Tips To Help You Deal Better With People Who Have Alzheimer’s Disease By Joy Rodak

When dealing with people who have Alzheimer’s disease, it’s important to remember that they still have feelings and emotions. Try not to yell at them or get angry, because that will only make things worse. You can still be caring and loving toward them even though they can’t remember everything anymore.

Don’t Try To Argue With Them

It can be tempting to try and convince your loved one that they don’t really have Alzheimer’s disease, but this will only upset them and make it more difficult for you both to deal with their condition. Arguing about who said what and when is a waste of time because your loved one cannot remember what has happened in the past few minutes or even seconds! It’s best just to accept this fact and move on with life as usual by letting go of arguments about things that happened in the past (even if it was just yesterday).

Give Them Space

Giving them space is one of the best ways to help them,says Joy Rodak. People with Alzheimer’s disease can be very sensitive to noise, light and touch, so don’t crowd them or touch them unless you have their permission. Also avoid overstimulating them with too many people or activities at once.

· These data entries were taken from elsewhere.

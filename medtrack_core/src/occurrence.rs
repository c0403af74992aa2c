//! Occurrence generation: expanding a schedule over a query window.
//!
//! Generation is pure and deterministic; the same schedule and window always
//! yield the same ascending sequence, and nothing is materialized beyond
//! what the caller consumes.

use crate::{DayOfWeek, Occurrence, Schedule};
use chrono::{Datelike, NaiveDate, NaiveDateTime};

/// Expand `schedule` over the half-open window `[from, to)`
///
/// The window is intersected with the schedule's validity range and weekday
/// filter before expansion; an empty intersection yields an empty iterator.
/// Timestamps are wall-clock local, so windows spanning a daylight-saving
/// transition keep a 08:00 reminder at 08:00.
pub fn occurrences_between<'a>(
    schedule: &'a Schedule,
    from: NaiveDateTime,
    to: NaiveDateTime,
) -> Occurrences<'a> {
    // Clamp the date range to the schedule's validity window up front so an
    // open-ended end_date never drives unbounded generation.
    let first = schedule.start_date.max(from.date());
    let mut last = to.date();
    if let Some(end) = schedule.end_date {
        last = last.min(end);
    }

    Occurrences {
        schedule,
        from,
        to,
        date: first,
        last,
        time_idx: 0,
    }
}

/// Lazy, finite, restartable iterator over a schedule's occurrences
pub struct Occurrences<'a> {
    schedule: &'a Schedule,
    from: NaiveDateTime,
    to: NaiveDateTime,
    date: NaiveDate,
    last: NaiveDate,
    time_idx: usize,
}

impl<'a> Iterator for Occurrences<'a> {
    type Item = Occurrence;

    fn next(&mut self) -> Option<Occurrence> {
        while self.date <= self.last {
            if self
                .schedule
                .days_of_week
                .contains(&DayOfWeek::from(self.date.weekday()))
            {
                while self.time_idx < self.schedule.times_of_day.len() {
                    let time = self.schedule.times_of_day[self.time_idx];
                    self.time_idx += 1;

                    let scheduled_at = self.date.and_time(time);
                    if scheduled_at >= self.from && scheduled_at < self.to {
                        return Some(Occurrence {
                            schedule_id: self.schedule.id,
                            medication_id: self.schedule.medication_id,
                            scheduled_at,
                        });
                    }
                }
            }

            self.date = self.date.succ_opt()?;
            self.time_idx = 0;
        }

        None
    }
}
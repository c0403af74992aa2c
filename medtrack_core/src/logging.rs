//! Logging infrastructure for medtrack.
//!
//! Provides centralized tracing setup for all binaries.

use tracing_subscriber::{fmt, prelude::*, EnvFilter};

/// Initialize logging with sensible defaults
///
/// This sets up tracing with:
/// - Environment-based filtering (RUST_LOG)
/// - Colored output (if terminal supports it)
/// - Compact format
///
/// Default level is INFO, but can be overridden with RUST_LOG env var.
pub fn init() {
    init_with_level("info")
}

/// Initialize logging with a specific default level
///
/// # Arguments
/// * `default_level` - Default log level (debug, info, warn, error)
///
/// This can still be overridden by RUST_LOG environment variable.
pub fn init_with_level(default_level: &str) {
    let filter =
        EnvFilter::try_from_default_env().unwrap_or_else(|_| EnvFilter::new(default_level));

    tracing_subscriber::registry()
        .with(filter)
        .with(fmt::layer().compact())
        .init();
}

/// Initialize logging for testing (captures logs for test output)
#[cfg(test)]
pub fn init_test() {
    let _ = tracing_subscriber::fmt()
        .with_test_writer()
        .with_env_filter(EnvFilter::new("debug"))
        .try_init();
}
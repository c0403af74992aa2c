//! CSV rollup for archiving the adherence log.
//!
//! Rolls the JSONL adherence log into a CSV archive atomically so records
//! are never lost between the two files.

use crate::{AdherenceRecord, Result};
use std::fs::OpenOptions;
use std::path::Path;

/// A row in the CSV output
#[derive(Debug, serde::Serialize)]
struct CsvRow {
    occurrence_key: String,
    schedule_id: String,
    medication_id: String,
    scheduled_at: String,
    status: String,
    recorded_at: Option<String>,
}

impl From<&AdherenceRecord> for CsvRow {
    fn from(record: &AdherenceRecord) -> Self {
        CsvRow {
            occurrence_key: record.occurrence_key.to_string(),
            schedule_id: record.schedule_id.to_string(),
            medication_id: record.medication_id.to_string(),
            scheduled_at: record.scheduled_at.format("%Y-%m-%dT%H:%M:%S").to_string(),
            status: record.status.as_str().to_string(),
            recorded_at: record
                .recorded_at
                .map(|t| t.format("%Y-%m-%dT%H:%M:%S").to_string()),
        }
    }
}

/// Roll up logged records into CSV and archive the log atomically
///
/// This function:
/// 1. Reads all records from the log
/// 2. Appends them to the CSV file (creates with headers if needed)
/// 3. Syncs the CSV to disk
/// 4. Renames the log to .processed
/// 5. Returns the number of records processed
///
/// # Safety
/// - CSV is fsynced before the log is renamed
/// - The log is renamed (not deleted) to allow manual recovery if needed
pub fn wal_to_csv_and_archive(wal_path: &Path, csv_path: &Path) -> Result<usize> {
    let records = crate::wal::read_records(wal_path)?;

    if records.is_empty() {
        tracing::info!("No records in log to roll up");
        return Ok(0);
    }

    if let Some(parent) = csv_path.parent() {
        std::fs::create_dir_all(parent)?;
    }

    let file = OpenOptions::new()
        .create(true)
        .append(true)
        .open(csv_path)?;

    // Headers only when the file is brand new
    let needs_headers = file.metadata()?.len() == 0;

    let mut writer = csv::WriterBuilder::new()
        .has_headers(needs_headers)
        .from_writer(file);

    for record in &records {
        writer.serialize(CsvRow::from(record))?;
    }

    writer.flush()?;
    let file = writer
        .into_inner()
        .map_err(|e| std::io::Error::new(std::io::ErrorKind::Other, e))?;
    file.sync_all()?;

    tracing::info!("Wrote {} records to CSV", records.len());

    let processed_path = wal_path.with_extension("wal.processed");
    std::fs::rename(wal_path, &processed_path)?;

    tracing::info!("Archived log to {:?}", processed_path);

    Ok(records.len())
}

/// Clean up old processed log files
///
/// This removes all .wal.processed files in the given directory.
pub fn cleanup_processed_wals(dir: &Path) -> Result<usize> {
    if !dir.exists() {
        return Ok(0);
    }

    let mut count = 0;
    for entry in std::fs::read_dir(dir)? {
        let entry = entry?;
        let path = entry.path();

        if let Some(extension) = path.extension() {
            if extension == "processed" {
                std::fs::remove_file(&path)?;
                tracing::debug!("Removed processed log: {:?}", path);
                count += 1;
            }
        }
    }

    if count > 0 {
        tracing::info!("Cleaned up {} processed log files", count);
    }

    Ok(count)
}
//! Dosing-text parser.
//!
//! Turns a phrase like "aspirin 500mg twice daily with food" into a
//! medication name, dose string, reminder times, and notes. Frequency
//! phrases are matched longest-first so "twice daily" wins over "daily".

use crate::{Error, Result};
use chrono::{NaiveTime, Timelike};
use once_cell::sync::Lazy;
use regex::Regex;
use serde::{Deserialize, Serialize};

/// How often a dose is taken, before mapping onto clock times
#[derive(Clone, Copy, Debug, PartialEq, Eq)]
enum Frequency {
    OnceDaily,
    TwiceDaily,
    ThreeTimesDaily,
    EveryMorning,
    EveryNight,
    AtBedtime,
    EveryHours(u32),
    AsNeeded,
}

/// Clock anchors the frequency phrases map onto
///
/// Configurable so "every morning" can mean 07:00 for one household and
/// 09:00 for another.
#[derive(Clone, Copy, Debug, Serialize, Deserialize, PartialEq, Eq)]
pub struct DoseClock {
    pub morning: NaiveTime,
    pub midday: NaiveTime,
    pub evening: NaiveTime,
    pub bedtime: NaiveTime,
}

impl Default for DoseClock {
    fn default() -> Self {
        Self {
            morning: hm(8, 0),
            midday: hm(12, 0),
            evening: hm(20, 0),
            bedtime: hm(22, 0),
        }
    }
}

fn hm(h: u32, m: u32) -> NaiveTime {
    NaiveTime::from_hms_opt(h, m, 0).expect("valid clock time")
}

/// What the parser understood from one dosing phrase
#[derive(Clone, Debug, PartialEq, Eq)]
pub struct ParsedDosing {
    pub name: String,
    pub dose: Option<String>,
    /// Empty when `as_needed` is set
    pub times_of_day: Vec<NaiveTime>,
    /// "As needed" medications get no reminder schedule
    pub as_needed: bool,
    pub notes: Option<String>,
}

/// Frequency phrases, longest first so partial matches never win
static FREQUENCY_PHRASES: Lazy<Vec<(&'static str, Frequency)>> = Lazy::new(|| {
    let mut phrases = vec![
        ("three times daily", Frequency::ThreeTimesDaily),
        ("three times a day", Frequency::ThreeTimesDaily),
        ("3 times a day", Frequency::ThreeTimesDaily),
        ("3 times daily", Frequency::ThreeTimesDaily),
        ("twice daily", Frequency::TwiceDaily),
        ("twice a day", Frequency::TwiceDaily),
        ("2 times a day", Frequency::TwiceDaily),
        ("2 times daily", Frequency::TwiceDaily),
        ("once daily", Frequency::OnceDaily),
        ("once a day", Frequency::OnceDaily),
        ("daily", Frequency::OnceDaily),
        ("every morning", Frequency::EveryMorning),
        ("every night", Frequency::EveryNight),
        ("at bedtime", Frequency::AtBedtime),
        ("before bed", Frequency::AtBedtime),
        ("as needed", Frequency::AsNeeded),
        ("when needed", Frequency::AsNeeded),
    ];
    phrases.sort_by_key(|(phrase, _)| std::cmp::Reverse(phrase.len()));
    phrases
});

static EVERY_N_HOURS: Lazy<Regex> =
    Lazy::new(|| Regex::new(r"every (\d{1,2}) hours").expect("valid regex"));

static DOSE: Lazy<Regex> = Lazy::new(|| {
    Regex::new(r"(?i)\b(\d+(?:\.\d+)?\s*(?:mg|mcg|g|ml|iu|units?|tablets?|capsules?|pills?|puffs?|drops?))\b")
        .expect("valid regex")
});

static ACTION_WORDS: Lazy<Regex> =
    Lazy::new(|| Regex::new(r"\b(add|take|use|using|remind me to take|my)\b").expect("valid regex"));

const NOTE_KEYWORDS: [&str; 10] = [
    "with food",
    "without food",
    "on empty stomach",
    "with water",
    "before meals",
    "after meals",
    "in the morning",
    "at night",
    "with breakfast",
    "with dinner",
];

/// Parse one dosing phrase into its parts
///
/// Fails with [`Error::Parse`] when no medication name survives after
/// stripping dose, frequency, and note phrases.
pub fn parse_dosing(text: &str, clock: &DoseClock) -> Result<ParsedDosing> {
    let lowered = text.to_lowercase();

    let notes = extract_notes(&lowered);
    let (frequency, matched_phrase) = extract_frequency(&lowered);
    let dose = DOSE
        .find(&lowered)
        .map(|m| m.as_str().trim().to_string());

    let name = extract_name(&lowered, dose.as_deref(), matched_phrase.as_deref(), &notes)?;

    let as_needed = frequency == Some(Frequency::AsNeeded);
    let times_of_day = match frequency {
        Some(freq) if !as_needed => times_for(freq, clock),
        // No recognizable frequency defaults to once daily
        None => times_for(Frequency::OnceDaily, clock),
        _ => Vec::new(),
    };

    Ok(ParsedDosing {
        name,
        dose,
        times_of_day,
        as_needed,
        notes: if notes.is_empty() {
            None
        } else {
            Some(notes.join(", "))
        },
    })
}

fn extract_frequency(text: &str) -> (Option<Frequency>, Option<String>) {
    if let Some(caps) = EVERY_N_HOURS.captures(text) {
        if let Ok(hours) = caps[1].parse::<u32>() {
            if (1..=24).contains(&hours) {
                return (Some(Frequency::EveryHours(hours)), Some(caps[0].to_string()));
            }
        }
    }

    for (phrase, frequency) in FREQUENCY_PHRASES.iter() {
        if text.contains(phrase) {
            return (Some(*frequency), Some((*phrase).to_string()));
        }
    }

    (None, None)
}

fn times_for(frequency: Frequency, clock: &DoseClock) -> Vec<NaiveTime> {
    let mut times = match frequency {
        Frequency::OnceDaily | Frequency::EveryMorning => vec![clock.morning],
        Frequency::TwiceDaily => vec![clock.morning, clock.evening],
        Frequency::ThreeTimesDaily => vec![clock.morning, clock.midday, clock.evening],
        Frequency::EveryNight | Frequency::AtBedtime => vec![clock.bedtime],
        Frequency::EveryHours(n) => {
            // Anchor the cycle at the morning dose and wrap around the day
            let mut times = Vec::new();
            let mut offset = 0;
            while offset < 24 {
                times.push(hm((clock.morning.hour() + offset) % 24, clock.morning.minute()));
                offset += n;
            }
            times
        }
        Frequency::AsNeeded => Vec::new(),
    };
    times.sort();
    times.dedup();
    times
}

fn extract_notes(text: &str) -> Vec<String> {
    NOTE_KEYWORDS
        .iter()
        .filter(|keyword| text.contains(*keyword))
        .map(|keyword| (*keyword).to_string())
        .collect()
}

fn extract_name(
    text: &str,
    dose: Option<&str>,
    frequency_phrase: Option<&str>,
    notes: &[String],
) -> Result<String> {
    let mut working = ACTION_WORDS.replace_all(text, " ").into_owned();

    if let Some(dose) = dose {
        working = working.replace(dose, " ");
    }
    if let Some(phrase) = frequency_phrase {
        working = working.replace(phrase, " ");
    }
    for note in notes {
        working = working.replace(note.as_str(), " ");
    }

    let name: String = working
        .split_whitespace()
        .collect::<Vec<_>>()
        .join(" ")
        .trim_matches(|c: char| c.is_ascii_punctuation() || c.is_whitespace())
        .to_string();

    if name.is_empty() {
        return Err(Error::Parse(format!(
            "could not find a medication name in '{}'",
            text
        )));
    }

    // Drug names are usually one or two words, occasionally three
    let words: Vec<&str> = name.split_whitespace().collect();
    let keep = match words.len() {
        1 => 1,
        2 | 3 => 2,
        _ => 3,
    };
    Ok(words[..keep].join(" "))
}
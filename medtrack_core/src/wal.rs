//! Append-only adherence log.
//!
//! Records are appended to a JSONL (JSON Lines) file with file locking.
//! The duplicate-key check runs under the same exclusive lock as the
//! write, so a user action and a concurrent missed-sweep cannot both
//! record the same occurrence.

use crate::{AdherenceRecord, Error, Result};
use fs2::FileExt;
use std::fs::{File, OpenOptions};
use std::io::{BufRead, BufReader, Write};
use std::path::{Path, PathBuf};

/// Record sink trait for persisting adherence records
pub trait RecordSink {
    fn append(&mut self, record: &AdherenceRecord) -> Result<()>;
}

/// JSONL-based record sink with file locking
pub struct JsonlSink {
    path: PathBuf,
}

impl JsonlSink {
    /// Create a new JSONL sink for the given path
    pub fn new(path: impl Into<PathBuf>) -> Self {
        Self { path: path.into() }
    }

    fn ensure_parent_dir(&self) -> Result<()> {
        if let Some(parent) = self.path.parent() {
            std::fs::create_dir_all(parent)?;
        }
        Ok(())
    }

    /// Append under an already-held exclusive lock
    ///
    /// First-write-wins is enforced here, not in the caller: the ledger a
    /// caller loaded may be stale by the time the lock is granted, so the
    /// log is re-scanned for the key before anything is written.
    fn append_locked(file: &File, record: &AdherenceRecord) -> Result<()> {
        let reader = BufReader::new(file);
        for line_result in reader.lines() {
            let line = line_result?;
            if line.trim().is_empty() {
                continue;
            }
            if let Ok(existing) = serde_json::from_str::<AdherenceRecord>(&line) {
                if existing.occurrence_key == record.occurrence_key {
                    return Err(Error::AlreadyRecorded(format!(
                        "{} is already {}",
                        existing.occurrence_key,
                        existing.status.as_str()
                    )));
                }
            }
        }

        let mut writer = std::io::BufWriter::new(file);
        let line = serde_json::to_string(record)?;
        writer.write_all(line.as_bytes())?;
        writer.write_all(b"\n")?;
        writer.flush()?;

        tracing::debug!("Appended record {} to log", record.occurrence_key);
        Ok(())
    }
}

impl RecordSink for JsonlSink {
    fn append(&mut self, record: &AdherenceRecord) -> Result<()> {
        self.ensure_parent_dir()?;

        let file = OpenOptions::new()
            .create(true)
            .read(true)
            .append(true)
            .open(&self.path)?;

        // Exclusive lock serializes concurrent writers
        file.lock_exclusive()?;

        let outcome = Self::append_locked(&file, record);

        file.unlock()?;
        outcome
    }
}

/// Read all adherence records from a log file
///
/// Unparseable lines are logged and skipped so one corrupt entry does not
/// take the whole history with it.
pub fn read_records(path: &Path) -> Result<Vec<AdherenceRecord>> {
    if !path.exists() {
        return Ok(Vec::new());
    }

    let file = File::open(path)?;
    file.lock_shared()?;

    let reader = BufReader::new(&file);
    let mut records = Vec::new();

    for (line_num, line_result) in reader.lines().enumerate() {
        let line = line_result?;
        if line.trim().is_empty() {
            continue;
        }

        match serde_json::from_str::<AdherenceRecord>(&line) {
            Ok(record) => records.push(record),
            Err(e) => {
                tracing::warn!("Failed to parse record at line {}: {}", line_num + 1, e);
            }
        }
    }

    file.unlock()?;
    tracing::debug!("Read {} records from log", records.len());
    Ok(records)
}
#[allow(clippy::too_many_arguments)]
fn cmd_edit(
    paths: &Paths,
    name: &str,
    dose: Option<String>,
    notes: Option<String>,
    time: Vec<String>,
    day: Vec<String>,
    start: Option<NaiveDate>,
    end: Option<NaiveDate>,
) -> Result<()> {
    let times = time
        .iter()
        .map(|t| parse_time(t))
        .collect::<Result<Vec<_>>>()?;
    let days = day
        .iter()
        .map(|d| parse_day(d))
        .collect::<Result<Vec<_>>>()?;

    let registry = Registry::update(&paths.registry, |registry| {
        let med_id = registry
            .medication_by_name(name)
            .map(|m| m.id)
            .ok_or_else(|| Error::Other(format!("no medication named '{}'", name)))?;

        if dose.is_some() || notes.is_some() {
            if let Some(medication) = registry.medications.get_mut(&med_id) {
                if let Some(dose) = dose.clone() {
                    medication.dose = Some(dose);
                }
                if let Some(notes) = notes.clone() {
                    medication.notes = Some(notes);
                }
            }
        }

        if !times.is_empty() {
            let schedule_id = registry
                .schedules
                .iter()
                .find(|s| s.medication_id == med_id && s.active)
                .map(|s| s.id)
                .ok_or_else(|| {
                    Error::InvalidSchedule(format!("no active schedule for '{}'", name))
                })?;
            registry.revise_schedule(
                schedule_id,
                ScheduleDraft {
                    times_of_day: times.clone(),
                    days_of_week: days.clone(),
                    start_date: start,
                    end_date: end,
                },
            )?;
        }

        Ok(())
    })?;

    println!("✓ Updated {}", name);
    if !times.is_empty() {
        if let Some(medication) = registry.medication_by_name(name) {
            if let Some(schedule) = registry
                .schedules
                .iter()
                .filter(|s| s.medication_id == medication.id && s.active)
                .max_by_key(|s| s.version)
            {
                let times_display: Vec<String> = schedule
                    .times_of_day
                    .iter()
                    .map(|t| t.format("%H:%M").to_string())
                    .collect();
                println!(
                    "  Schedule: {} v{}, reminders at {}",
                    schedule.id,
                    schedule.version,
                    times_display.join(", ")
                );
            }
        }
    }
    Ok(())
}
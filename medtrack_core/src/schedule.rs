//! Schedule construction, validation, and versioned revision.
//!
//! A schedule is validated once at construction and immutable afterwards.
//! Edits produce a new version under the same id so adherence history
//! recorded against earlier versions is never rewritten.

use crate::{DayOfWeek, Error, Result, Schedule};
use chrono::{Datelike, NaiveDate, NaiveDateTime, NaiveTime};
use uuid::Uuid;

/// Proposed schedule contents, prior to validation
///
/// An empty `days_of_week` means "every day" and is filled in during
/// validation.
#[derive(Clone, Debug, Default)]
pub struct ScheduleDraft {
    pub times_of_day: Vec<NaiveTime>,
    pub days_of_week: Vec<DayOfWeek>,
    pub start_date: Option<NaiveDate>,
    pub end_date: Option<NaiveDate>,
}

impl Schedule {
    /// Create the first version of a schedule from a draft
    ///
    /// Fails with [`Error::InvalidSchedule`] naming the violated constraint.
    pub fn create(medication_id: Uuid, start_date: NaiveDate, draft: ScheduleDraft) -> Result<Self> {
        let (times_of_day, days_of_week) = validate_draft(&draft)?;
        let start = draft.start_date.unwrap_or(start_date);
        check_date_order(start, draft.end_date)?;

        Ok(Schedule {
            id: Uuid::new_v4(),
            medication_id,
            version: 1,
            active: true,
            times_of_day,
            days_of_week,
            start_date: start,
            end_date: draft.end_date,
        })
    }

    /// Produce the next version of this schedule with updated contents
    ///
    /// Keeps the same `id` and bumps `version`; the caller is responsible
    /// for deactivating the old version (see `Registry::revise_schedule`).
    pub fn revise(&self, draft: ScheduleDraft) -> Result<Self> {
        let (times_of_day, days_of_week) = validate_draft(&draft)?;
        let start = draft.start_date.unwrap_or(self.start_date);
        let end = draft.end_date.or(self.end_date);
        check_date_order(start, end)?;

        Ok(Schedule {
            id: self.id,
            medication_id: self.medication_id,
            version: self.version + 1,
            active: true,
            times_of_day,
            days_of_week,
            start_date: start,
            end_date: end,
        })
    }

    /// Whether `at` is a valid occurrence instant for this schedule
    ///
    /// True when the date lies inside the validity range, the weekday is
    /// allowed, and the time matches one of `times_of_day`.
    pub fn covers(&self, at: NaiveDateTime) -> bool {
        let date = at.date();
        if date < self.start_date {
            return false;
        }
        if let Some(end) = self.end_date {
            if date > end {
                return false;
            }
        }
        if !self.days_of_week.contains(&DayOfWeek::from(date.weekday())) {
            return false;
        }
        self.times_of_day.contains(&at.time())
    }
}

fn validate_draft(draft: &ScheduleDraft) -> Result<(Vec<NaiveTime>, Vec<DayOfWeek>)> {
    if draft.times_of_day.is_empty() {
        return Err(Error::InvalidSchedule(
            "times_of_day must not be empty".into(),
        ));
    }

    let mut times = draft.times_of_day.clone();
    times.sort();
    if times.windows(2).any(|w| w[0] == w[1]) {
        return Err(Error::InvalidSchedule(
            "times_of_day must not contain duplicates".into(),
        ));
    }

    // Empty weekday set defaults to all seven days
    let mut days = if draft.days_of_week.is_empty() {
        DayOfWeek::ALL.to_vec()
    } else {
        draft.days_of_week.clone()
    };
    days.sort();
    days.dedup();

    Ok((times, days))
}

fn check_date_order(start: NaiveDate, end: Option<NaiveDate>) -> Result<()> {
    if let Some(end) = end {
        if end < start {
            return Err(Error::InvalidSchedule(format!(
                "end_date {} precedes start_date {}",
                end, start
            )));
        }
    }
    Ok(())
}
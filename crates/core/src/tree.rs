//! Breadth-first public game tree.
//!
//! Nodes live in one contiguous array; the children of a node occupy a
//! contiguous index range. Because expansion is breadth-first, unrolling to a
//! smaller depth yields an exact prefix of the deeper tree, which downstream
//! code relies on for partial initialization.

use std::ops::Range;

use crate::game::{Action, Game, PartialPublicState};

/// One node of the unrolled public tree.
#[derive(Debug, Clone)]
pub struct TreeNode {
    pub state: PartialPublicState,
    /// `None` for the root.
    pub parent: Option<usize>,
    pub children_begin: usize,
    pub children_end: usize,
    pub depth: usize,
}

impl TreeNode {
    #[must_use]
    pub fn num_children(&self) -> usize {
        self.children_end - self.children_begin
    }

    #[must_use]
    pub fn children(&self) -> Range<usize> {
        self.children_begin..self.children_end
    }

    #[must_use]
    pub fn is_leaf(&self) -> bool {
        self.children_begin == self.children_end
    }
}

/// Contiguous breadth-first node array; index 0 is the root.
pub type Tree = Vec<TreeNode>;

/// Unroll the public state graph below `root` to at most `max_depth` plies.
///
/// A node is expanded iff it is non-terminal and strictly above the depth
/// bound; one child is produced per legal action, in action order.
#[must_use]
pub fn unroll_tree(game: &Game, root: &PartialPublicState, max_depth: usize) -> Tree {
    let mut nodes = vec![TreeNode {
        state: *root,
        parent: None,
        children_begin: 0,
        children_end: 0,
        depth: 0,
    }];

    let mut next = 0;
    while next < nodes.len() {
        let state = nodes[next].state;
        let depth = nodes[next].depth;
        if depth < max_depth && !game.is_terminal(&state) {
            let begin = nodes.len();
            for action in game.legal_action_range(&state) {
                nodes.push(TreeNode {
                    state: game.act(&state, action),
                    parent: Some(next),
                    children_begin: 0,
                    children_end: 0,
                    depth: depth + 1,
                });
            }
            nodes[next].children_begin = begin;
            nodes[next].children_end = nodes.len();
        }
        next += 1;
    }
    nodes
}

/// Iterate a node's children together with the action leading to each.
///
/// Children were generated one per legal action in order, so the pairing is
/// positional.
pub fn children_actions<'a>(
    game: &Game,
    node: &'a TreeNode,
) -> impl Iterator<Item = (usize, Action)> + 'a {
    node.children().zip(game.legal_action_range(&node.state))
}

/// The action that was applied at the parent to reach `node_id`.
///
/// Derived from the child's position in the parent's contiguous range; the
/// state's own `last_action` is not authoritative here because a fold does
/// not record itself.
///
/// # Panics
///
/// Panics when called on the root.
#[must_use]
pub fn incoming_action(game: &Game, tree: &Tree, node_id: usize) -> Action {
    let parent = tree[node_id].parent.expect("root has no incoming action");
    let range = game.legal_action_range(&tree[parent].state);
    range.start + (node_id - tree[parent].children_begin)
}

If you’re arguing with someone who has Alzheimer’s disease about something that happened in the past–for example, they say they remember something different than what really happened–it’s best not to argue; instead ask questions like “What do you think?” or “What would be helpful right now?”

Speak To Them Gently And Slowly

You may be tempted to talk slowly and use simple words, but that’s not enough. You also have to speak gently. Use a calm tone of voice, avoid raising your voice and don’t rush through sentences as though you are in a hurry or annoyed with the person who has Alzheimer’s disease.

Joy Rodak If someone has Alzheimer’s disease, he or she is likely to have trouble understanding what you’re saying–even if you’re speaking slowly and using simple words that make sense in context. In addition, due to other symptoms associated with this condition (such as confusion), they may become confused by what you’ve said even if it was perfectly clear when first spoken out loud!